Susceptibility and Synergy Studies of Methicillin-Resistant Staphylococcus epidermidis

Abstract

Methicillin-resistant Staphylococcus epidermidis is an important cause of cerebrospinal fluid shunt infections and prosthetic valve endocarditis. Agar dilution minimum inhibitory concentrations were determined for 100 strains of methicillin-resistant S. epidermidis which were isolated from clinical specimens. Vancomycin inhibited all 100 strains at ≤3.12 μg/ml, whereas clindamycin inhibited only 46 strains at ≤12.5 μg/ml. Methicillin-resistant S. epidermidis strains were resistant to achievable levels of erythromycin, with 90 strains having a minimum inhibitory concentration of ≥3.12 μg/ml. Of the five cephalosporins and one cephamycin tested, cefamandole was the most active in vitro, inhibiting 97 strains at ≤25 μg/ml. Antibiotic synergism was examined by a quantitative bacterial time-kill method.
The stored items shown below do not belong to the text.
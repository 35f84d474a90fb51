// Copyright Materialize, Inc. All rights reserved.
//
// Licensed under the Apache License, Version 2.0 (the "License");
// you may not use this file except in compliance with the License.
// You may obtain a copy of the License in the LICENSE file at the
// root of this repository, or online at
//
//     http://www.apache.org/licenses/LICENSE-2.0
//
// Unless required by applicable law or agreed to in writing, software
// distributed under the License is distributed on an "AS IS" BASIS,
// WITHOUT WARRANTIES OR CONDITIONS OF ANY KIND, either express or implied.
// See the License for the specific language governing permissions and
// limitations under the License.

use criterion::{criterion_group, criterion_main, Bencher, Criterion};
use rand::{thread_rng, Rng};

use moneta::currency::USD;
use moneta::{AllocateOptions, Context, ExchangeRate, Money, Rational, ScaledDecimal};

fn bench_add_scaled(a: ScaledDecimal, b: ScaledDecimal, bencher: &mut Bencher) {
    bencher.iter_with_setup(|| (a.clone(), b.clone()), |(a, b)| &a + &b)
}

fn bench_to_scaled_lossy(r: Rational, bencher: &mut Bencher) {
    let cx = Context::default();
    bencher.iter_with_setup(|| r.clone(), |r| r.to_scaled_lossy(&cx))
}

fn bench_allocate(m: Money, ratios: Vec<u32>, bencher: &mut Bencher) {
    bencher.iter_with_setup(
        || m.clone(),
        |m| m.allocate(&ratios, AllocateOptions::default()),
    )
}

pub fn bench_arithmetic(c: &mut Criterion) {
    // add_scaled
    let mut rng = thread_rng();
    let a = ScaledDecimal::new(rng.gen::<i64>(), 2);
    let b = ScaledDecimal::new(rng.gen::<i64>(), 7);
    c.bench_function("add_scaled", |bencher| {
        bench_add_scaled(a.clone(), b.clone(), bencher)
    });

    // to_scaled_lossy
    let mut rng = thread_rng();
    let r = Rational::new(rng.gen::<i64>(), 3 * i64::from(rng.gen::<u16>()) + 7).unwrap();
    c.bench_function("to_scaled_lossy", |bencher| {
        bench_to_scaled_lossy(r.clone(), bencher)
    });
}

pub fn bench_money(c: &mut Criterion) {
    // allocate
    let mut rng = thread_rng();
    let m = Money::from_minor_units(USD, rng.gen());
    let ratios: Vec<u32> = (0..16).map(|_| rng.gen_range(1, 100)).collect();
    c.bench_function("allocate", |bencher| {
        bench_allocate(m.clone(), ratios.clone(), bencher)
    });

    // convert
    let rate = ExchangeRate::new("$300".parse().unwrap(), "1 BTC".parse().unwrap()).unwrap();
    let m = Money::from_minor_units(USD, rng.gen());
    c.bench_function("convert", |bencher| {
        bencher.iter_with_setup(|| m.clone(), |m| m.convert(&rate))
    });

    // parse
    c.bench_function("parse", |bencher| {
        bencher.iter(|| "1.234.567,89 EUR".parse::<Money>())
    });
}

criterion_group!(benches, bench_arithmetic, bench_money);
criterion_main!(benches);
Synergism (≥10 ² kill by the combination over the most effective single antibiotic at 24 h) was demonstrated with vancomycin (1.56 μg/ml) plus cefamandole (6.25 μg/ml) in 14 of 14 strains, vancomycin plus cephalothin (6.25 μg/ml) in 14 of 14 strains, vancomycin plus rifampin (0.008 to 0.012 μg/ml) in 6 of 12 strains, rifampin plus cefamandole in 9 of 12 strains, and rifampin plus cephalothin in 10 of 12 strains. The emergence of populations of bacteria resistant to 0.2 μg of rifampin per ml developed in three of five methicillin-resistant S. epidermidis strains tested. The addition of either vancomycin, cephalothin, or cefamandole to the rifampin prevented the emergence of resistance in these three strains. Clinical trials of synergistic antibiotic combination therapy for serious methicillin-resistant S. epidermidis infections are indicated.